# Feature Selection

We all may have faced the problem of identifying the important features from a set of given data and removing the irrelevant or less important features which do not contribute much to our decision making in order to achieve better accuracy for our model.

In machine learning and statistics, feature selection, also known as **variable selection**, **attribute selection** or **variable subset selection**, is the process of reducing the number of input variables when developing a predictive model. Feature selection techniques are used for several reasons:

* It reduces model complexity by dropping some irrelevant features.
* Helps ML algorithm to train a model faster.
* Redcution of dimensionality helps in avoid overfitting.

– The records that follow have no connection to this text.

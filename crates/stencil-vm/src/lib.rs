// Allow unwrap in tests
#![cfg_attr(test, allow(clippy::unwrap_used))]

//! Stencil Bytecode VM
//!
//! Compiles single expressions to flat bytecode and runs them on a small
//! stack machine. Used for interpolation blocks, where the same expression is
//! evaluated over and over; anything outside the compiled subset is rejected
//! with [`CompileError`] and left to the interpreter.
//!
//! # Example
//!
//! ```
//! use stencil_vm::{ExprCache, OpCode};
//!
//! let cache = ExprCache::default();
//! let expr = cache.get_or_compile("2 * 21").unwrap();
//! assert_eq!(expr.opcodes.last(), Some(&OpCode::MulInt));
//! ```

pub mod bytecode;
pub mod cache;
pub mod compiler;
pub mod error;
pub mod executor;
pub mod token;

pub use bytecode::{CompiledExpr, OpCode};
pub use cache::{CacheStats, ExprCache};
pub use compiler::Compiler;
pub use error::{CompileError, VmError};
pub use executor::{STACK_SIZE, Vm, VmContext};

In this notebook i will be discussing 3 common techniques used for feature selection which are easy to implement and will give you a good results based on problem. Following are the feature selection techniques:

1. **Univariate Selection**
2. **Feature Importance** 
3. **Correlation Matrix with Heatmap**



Before Discussing above three techniques let us go through the basic methodologies used for feature selection.

### 1. Filter Method:
Filter feature selection methods use statistical techniques to evaluate the relationship **between each input variable and the target variable**, and these scores are used as the basis to choose (filter) those input variables that will be used in the model.

The statistical measures used in filter-based feature selection are generally calculated one input variable at a time with the target variable. As such, they are referred to as **univariate statistical measures**. This may mean that any interaction between input variables is not considered in the filtering process.

**Note:-** In this case, the existence of correlated predictors makes it possible to select important, but redundant, predictors. The obvious consequences of this issue are that too many predictors are chosen and, as a result, collinearity problems arise.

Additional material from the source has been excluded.